I hope this post helped you figure out some of the different pros and cons of each curtain style! There are so many options out there, but in my opinion, only a couple of them will give you that designer-look and that’s pleated curtains or ripple-fold drapery. I’m working on perfecting that ripple-fold look for less, so stay tuned for a blog post in the next couple of months. Until then, what other questions do you have about curtains and drapes? Let me know in the comments below!


  1. Sofia says:

    Good afternoon. Thanks for the helpful information on choosing curtains. Now I have definitely decided what type of curtains to hang in the living room)))

  2. Natalie Clement says:

    The ripple fold which I assume is what I know as wave curtains can you use that heading for lined/interlined curtains

  3. Yana says:

    Hi. What do you think is the best curtain drapes for curtain coves? Thanks!

  4. I like the plated curtains as they look neat but they are expensive as said. My other choice would be Ripple fold curtains as they look quite stylish.

  5. Ronda says:

    We remodeled our home, finished a year ago. The window treatment is our final touch. We have decided to go with drapery/curtains but I struggle on the style. We have an idea of the fabric we’d like. Our biggest problem is we live in a remote area and there isn’t anyone that does custom drapery in our area. We would like to pull in a designer to help us but can’t get anyone to travel to us. I dislike grommet but it seems to be the only thing available in big box stores… which we wanted to stay away from. I’m worn out over this process and am considering throwing a blanket up in the window and calling it good.

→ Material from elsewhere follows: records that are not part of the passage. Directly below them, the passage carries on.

//! Configuration and session errors.
//!
//! Every configuration message names the constraint that failed and the value that broke
//! it. Messages are shown to the author of the configuration as they are.

use std::path::PathBuf;

use thiserror::Error;

use qgrid_ir::GateKind;

use crate::config::{MAX_COLUMNS, MAX_ROWS};

/// A configuration that cannot start a session.
#[derive(Debug, Error)]
#[non_exhaustive]
pub enum ConfigurationError {
    /// Configuration file could not be read.
    #[error("Failed to read configuration file {path}: {source}")]
    Read {
        /// The file.
        path: PathBuf,
        /// Underlying I/O error.
        source: std::io::Error,
    },

    /// Configuration text is not a valid payload.
    #[error("Failed to parse configuration: {0}")]
    Syntax(String),

    /// Row count outside `[1, MAX_ROWS]`.
    #[error(
        "You must have between 1 and {max} rows. Your configuration has {rows}.",
        max = MAX_ROWS
    )]
    RowsOutOfRange {
        /// Declared row count.
        rows: i64,
    },

    /// Column count outside `[1, MAX_COLUMNS]`.
    #[error(
        "You must have between 1 and {max} columns. Your configuration has {columns}.",
        max = MAX_COLUMNS
    )]
    ColumnsOutOfRange {
        /// Declared column count.
        columns: i64,
    },

    /// Starting grid has the wrong number of rows.
    #[error(
        "You've said in your configuration that you have {declared} rows, but your startingGrid shows {found} rows"
    )]
    StartingGridRows {
        /// Declared row count.
        declared: i64,
        /// Rows in the starting grid.
        found: usize,
    },

    /// A starting grid row has the wrong number of columns.
    #[error(
        "You've said in your configuration that you have {declared} columns, but in your startingGrid in row #{row}, we have a row with {found} columns"
    )]
    StartingGridColumns {
        /// Declared column count.
        declared: i64,
        /// One-based row number.
        row: usize,
        /// Cells in that row.
        found: usize,
    },

    /// A success grid has the wrong number of rows.
    #[error("Success state {index} has {found} rows, but {expected} rows were expected.")]
    SuccessGridRows {
        /// One-based index among non-empty success grids.
        index: usize,
        /// Rows in the success grid.
        found: usize,
        /// Declared row count.
        expected: i64,
    },

    /// A success grid row has the wrong number of columns.
    #[error(
        "Success state {index}, row {row} has {found} columns, but {expected} columns were expected."
    )]
    SuccessGridColumns {
        /// One-based index among non-empty success grids.
        index: usize,
        /// One-based row number.
        row: usize,
        /// Cells in that row.
        found: usize,
        /// Declared column count.
        expected: i64,
    },

    /// A cell names a gate outside the unary vocabulary.
    #[error(
        "Your circuit includes a unary gate of type {gate}. We don't support that! Valid unary gates are: H,X,Y,Z,S,T,R8,XH."
    )]
    UnsupportedUnaryGate {
        /// The name found.
        gate: String,
    },

    /// A binary gate pair that is not a two-element array.
    #[error(
        "Your circuit includes a malformed binary gate. It looks like {found}. We expect binary gates to be in the form [gateType, actionRow]. Example: [\"CX\", 2]"
    )]
    MalformedBinaryGate {
        /// The pair as written.
        found: String,
    },

    /// A binary gate pair whose gate is not a binary gate.
    #[error(
        "Your circuit includes a binary gate that looks like {found}. We don't support that type of gate! Valid binary gates are: CX,CZ."
    )]
    UnsupportedBinaryGate {
        /// The pair as written.
        found: String,
    },

    /// A binary gate pair pointing outside the grid.
    #[error(
        "Your control gate of type {gate} is trying to connect to wire {action_row}, which doesn't exist. The rows are 0-indexed, so the top row is 0 and the last row (in this case) is {last_row}"
    )]
    ActionRowOutOfRange {
        /// Gate name.
        gate: String,
        /// The action row as written.
        action_row: String,
        /// Index of the bottom row.
        last_row: usize,
    },

    /// A binary gate pair whose action cell is not empty.
    #[error(
        "Your control gate in column #{column} is targeting row #{action_row}. This cell needs to be empty. It currently contains a {contents}."
    )]
    ActionCellOccupied {
        /// Zero-based column.
        column: usize,
        /// Targeted row.
        action_row: usize,
        /// What the action cell holds.
        contents: String,
    },

    /// Two binary gate pairs in one column targeting the same row.
    #[error(
        "Your control gates in rows #{first} and #{second} of column #{column} both target row #{action_row}. Each row can be the target of only one control gate."
    )]
    DuplicateActionRow {
        /// Zero-based column.
        column: usize,
        /// Targeted row.
        action_row: usize,
        /// Row of the first control gate.
        first: usize,
        /// Row of the second control gate.
        second: usize,
    },

    /// Black box starts outside the grid.
    #[error(
        "The start column for your black box must fall between 0 and {last_column}. Currently, it starts at column {start}"
    )]
    BlackBoxStartOutOfRange {
        /// Configured start column.
        start: i64,
        /// Index of the last column.
        last_column: i64,
    },

    /// Black box ends outside the grid.
    #[error(
        "The end column for your black box must fall between 0 and {last_column}. Currently, it ends at column {end}"
    )]
    BlackBoxEndOutOfRange {
        /// Configured end column.
        end: i64,
        /// Index of the last column.
        last_column: i64,
    },

    /// Black box ends before it starts.
    #[error(
        "The end column for your black box must be greater than or equal to the start column. Currently, the start column is {start}, while the end column is earlier, at {end}."
    )]
    BlackBoxReversed {
        /// Configured start column.
        start: i64,
        /// Configured end column.
        end: i64,
    },

    /// A cell-level problem inside a success grid.
    #[error("Success state {index}: {source}")]
    InSuccessGrid {
        /// One-based index among non-empty success grids.
        index: usize,
        /// The cell-level error.
        source: Box<ConfigurationError>,
    },

    /// Interactive puzzles need something to compare against.
    #[error("One or more success states are required for interactive Quantum Circuit solvables")]
    MissingSuccessGrids,

    /// Grid rejected by the grid model.
    #[error("Invalid grid: {0}")]
    Grid(#[from] qgrid_ir::IrError),
}

/// Result type for configuration operations.
pub type ConfigResult<T> = Result<T, ConfigurationError>;

/// An edit the session refused. The grid is left as it was.
#[derive(Debug, Clone, PartialEq, Eq, Error)]
#[non_exhaustive]
pub enum EditError {
    /// Cell outside the grid.
    #[error("Cell ({row}, {column}) is outside the {rows}x{columns} grid")]
    OutOfBounds {
        /// Requested row.
        row: usize,
        /// Requested column.
        column: usize,
        /// Grid rows.
        rows: usize,
        /// Grid columns.
        columns: usize,
    },

    /// Gate not offered by the palette.
    #[error("Gate {0} is not allowed in this circuit")]
    GateNotAllowed(GateKind),

    /// Column hidden behind the black box.
    #[error("Column {0} is inside the black box and cannot be edited")]
    InBlackBox(usize),

    /// Binary gate whose action row is its own row or outside the grid.
    #[error("A {gate} gate on row {row} cannot target row {action_row}")]
    InvalidActionRow {
        /// The gate.
        gate: GateKind,
        /// Control row.
        row: usize,
        /// Requested action row.
        action_row: usize,
    },
}

/// Why a saved grid was not restored.
#[derive(Debug, Clone, PartialEq, Eq, Error)]
#[non_exhaustive]
pub enum RestoreRejection {
    /// Saved grid has a different shape than the starting grid.
    #[error("Saved grid is {found_rows}x{found_columns}, but the circuit is {rows}x{columns}")]
    ShapeMismatch {
        /// Circuit rows.
        rows: usize,
        /// Circuit columns.
        columns: usize,
        /// Saved rows.
        found_rows: usize,
        /// Saved columns.
        found_columns: usize,
    },

    /// Saved grid uses a gate the palette no longer offers.
    #[error("Saved grid uses gate {gate} at ({row}, {column}), which is not allowed")]
    GateNotAllowed {
        /// The gate.
        gate: GateKind,
        /// Row of the cell.
        row: usize,
        /// Column of the cell.
        column: usize,
    },
}
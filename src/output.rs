//! Output formatting and persistence for transcript reports.
//!
//! Supports a logged summary table, JSON, and CSV append.

use anyhow::Result;
use tracing::{debug, info};

use crate::report::{NodeReport, ReportRow, TranscriptReport};
use csv::WriterBuilder;
use std::fs::OpenOptions;
use std::io::Write;
use std::path::Path;

/// Logs the report using Rust's debug pretty-print format.
pub fn print_pretty(report: &TranscriptReport) {
    debug!("{:#?}", report);
}

/// Writes the report as pretty-printed JSON followed by a newline.
pub fn write_json<W: Write>(mut writer: W, report: &TranscriptReport) -> Result<()> {
    serde_json::to_writer_pretty(&mut writer, report)?;
    writeln!(writer)?;
    Ok(())
}

/// Logs the totals and, when anything was registered, one line per
/// subcategory and category.
pub fn print_summary(report: &TranscriptReport) {
    info!(
        registered = report.registered_credits,
        passed = report.passed_credits,
        gpa = report.gpa,
        "Transcript totals"
    );

    if report.registered_credits == 0.0 {
        return;
    }

    info!("{}", header_line());
    for category in &report.categories {
        for sub in &category.subcategories {
            info!("{}", table_line("", &sub.name, sub));
        }
        info!("{}", table_line(&category.summary.name, "", &category.summary));
    }
}

fn header_line() -> String {
    format!(
        "{:<12} {:<16} {:>5} {:>5} {:>5} {:>5} {:>5} {:>5} {:>7} {:>5}",
        "category", "subcategory", "AA", "A", "B", "C", "D", "E", "passed", "GPA"
    )
}

fn table_line(category: &str, subcategory: &str, node: &NodeReport) -> String {
    let gpa = node
        .gpa
        .map(|g| g.to_string())
        .unwrap_or_else(|| "-".to_string());
    format!(
        "{:<12} {:<16} {:>5} {:>5} {:>5} {:>5} {:>5} {:>5} {:>7} {:>5}",
        category,
        subcategory,
        node.credits.aa,
        node.credits.a,
        node.credits.b,
        node.credits.c,
        node.credits.d,
        node.credits.e,
        node.passed_credits,
        gpa
    )
}

/// Appends one CSV row per subcategory and category of `report`.
///
/// Creates the file with headers if it does not already exist.
pub fn append_rows(path: &str, report: &TranscriptReport) -> Result<()> {
    let file_exists = Path::new(path).exists();
    let rows = ReportRow::rows(report);
    debug!(path, file_exists, rows = rows.len(), "Appending CSV rows");

    let file = OpenOptions::new().append(true).create(true).open(path)?;

    let mut writer = WriterBuilder::new()
        .has_headers(!file_exists)
        .from_writer(file);

    for row in &rows {
        writer.serialize(row)?;
    }
    writer.flush()?;

    Ok(())
}
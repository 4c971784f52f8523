pub mod classify;
pub mod grade;
pub mod model;
pub mod normalize;
pub mod output;
pub mod parser;
pub mod report;
pub mod stats;
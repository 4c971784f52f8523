//! CLI entry point for the transcript GPA calculator.
//!
//! Reads a transcript dump from a file or stdin and reports per-category
//! credit counts and grade point averages as a logged table, JSON, or CSV.

use anyhow::{Context, Result};
use clap::{Parser, Subcommand};
use std::ffi::OsStr;
use std::io::Read;
use std::path::Path;
use tracing::info;
use tracing_appender::non_blocking::WorkerGuard;
use tracing_subscriber::{
    EnvFilter, Layer,
    fmt::{self, format::FmtSpan},
    layer::SubscriberExt,
    util::SubscriberInitExt,
};
use transcript_gpa::{
    output::{append_rows, print_pretty, print_summary, write_json},
    parser::parse_transcript,
    report::TranscriptReport,
};

#[derive(Parser)]
#[command(name = "transcript_gpa")]
#[command(about = "Computes credit totals and GPA from a transcript dump", long_about = None)]
struct Cli {
    #[command(subcommand)]
    command: Commands,
}

#[derive(Subcommand)]
enum Commands {
    /// Log a per-category summary table
    Summary {
        /// Transcript file, or `-` for stdin
        #[arg(value_name = "FILE", default_value = "-")]
        source: String,
    },
    /// Print the full report as JSON on stdout
    Json {
        /// Transcript file, or `-` for stdin
        #[arg(value_name = "FILE", default_value = "-")]
        source: String,
    },
    /// Append one CSV row per category and subcategory
    Export {
        /// Transcript file, or `-` for stdin
        #[arg(value_name = "FILE", default_value = "-")]
        source: String,

        /// CSV file to append results to
        #[arg(short, long, default_value = "transcript.csv")]
        output: String,
    },
}

fn main() -> Result<()> {
    dotenvy::dotenv().ok(); // Load .env file
    let _log_guard = init_tracing()?;

    let cli = Cli::parse();

    match cli.command {
        Commands::Summary { source } => {
            let report = load_report(&source)?;
            print_pretty(&report);
            print_summary(&report);
        }
        Commands::Json { source } => {
            let report = load_report(&source)?;
            write_json(std::io::stdout().lock(), &report)?;
        }
        Commands::Export { source, output } => {
            let report = load_report(&source)?;
            append_rows(&output, &report)?;
            info!(output = %output, categories = report.categories.len(), "Report exported");
        }
    }

    Ok(())
}

/// Installs a colored stderr layer (`RUST_LOG`, default `info`) and a JSON
/// layer on a daily-rolling file at `LOG_FILE_PATH` (`RUST_LOG_JSON`, default
/// `debug`). The returned guard flushes the file writer when dropped.
fn init_tracing() -> Result<WorkerGuard> {
    let log_file_path =
        std::env::var("LOG_FILE_PATH").unwrap_or_else(|_| "logs/transcript_gpa.log".to_string());
    let log_path = Path::new(&log_file_path);
    let log_dir = log_path.parent().unwrap_or(Path::new("logs"));
    let log_file_name = log_path
        .file_name()
        .unwrap_or(OsStr::new("transcript_gpa.log"));

    let (file_writer, guard) =
        tracing_appender::non_blocking(tracing_appender::rolling::daily(log_dir, log_file_name));

    let console = fmt::layer()
        .with_target(true)
        .with_span_events(FmtSpan::CLOSE)
        .with_ansi(true)
        .with_writer(std::io::stderr)
        .with_filter(EnvFilter::from_env("RUST_LOG").add_directive("info".parse()?));

    let json_file = fmt::layer()
        .json()
        .with_current_span(true)
        .with_span_list(true)
        .with_writer(file_writer)
        .with_filter(EnvFilter::from_env("RUST_LOG_JSON").add_directive("debug".parse()?));

    tracing_subscriber::registry()
        .with(console)
        .with(json_file)
        .init();

    Ok(guard)
}

/// Reads the transcript and builds its report.
fn load_report(source: &str) -> Result<TranscriptReport> {
    let raw = read_source(source)?;
    let transcript = parse_transcript(&raw);
    Ok(TranscriptReport::from_transcript(&transcript))
}

/// Reads a transcript from a file path, or from stdin when `source` is `-`.
#[tracing::instrument]
fn read_source(source: &str) -> Result<String> {
    if source == "-" {
        let mut raw = String::new();
        std::io::stdin()
            .read_to_string(&mut raw)
            .context("failed to read transcript from stdin")?;
        Ok(raw)
    } else {
        std::fs::read_to_string(source)
            .with_context(|| format!("failed to read transcript from {}", source))
    }
}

  6. You’ve chosen lovely lovely curtains. I think curtains add warmth and charm, especially in simple, pared back homes like yours. The pink for the hall would be lovely, with a nice thick interlining.
    I’m making curtains for our new house, but as the roof isn’t finished and the house is gutted on the inside, I’ve got quite a wait. Meanwhile my lovely curtains (second-hand linen curtains from eBay, unpicked and washed with bleach to fade the print!) are stuck in a box in a garage, waiting to see the light of day. Your house gets lovelier every day

  7. Jaan says:

    My Aunt and my Mom had a drapery business in the 80s. The ripple was the most popular with those who had more modern decor. Simple and classy. And yes the hardware was pricey but so worth it. Your work is beautiful.

  8. Maggie says:

    Are ring drapes modern?
    Are rings old fashion?

  9. Hi Terra,

    Love this blog so much I’ve signed up to your Newsletter,

  10. Michelle says:

    Oh my god this post was EVERYTHING I was searching for. New home owner looking for curtains and thought it would be such an easy task… wow was I wrong, so many variations and styles I felt so lost until I found this post. Thank you for sharing. I now know exactly what I’m looking for.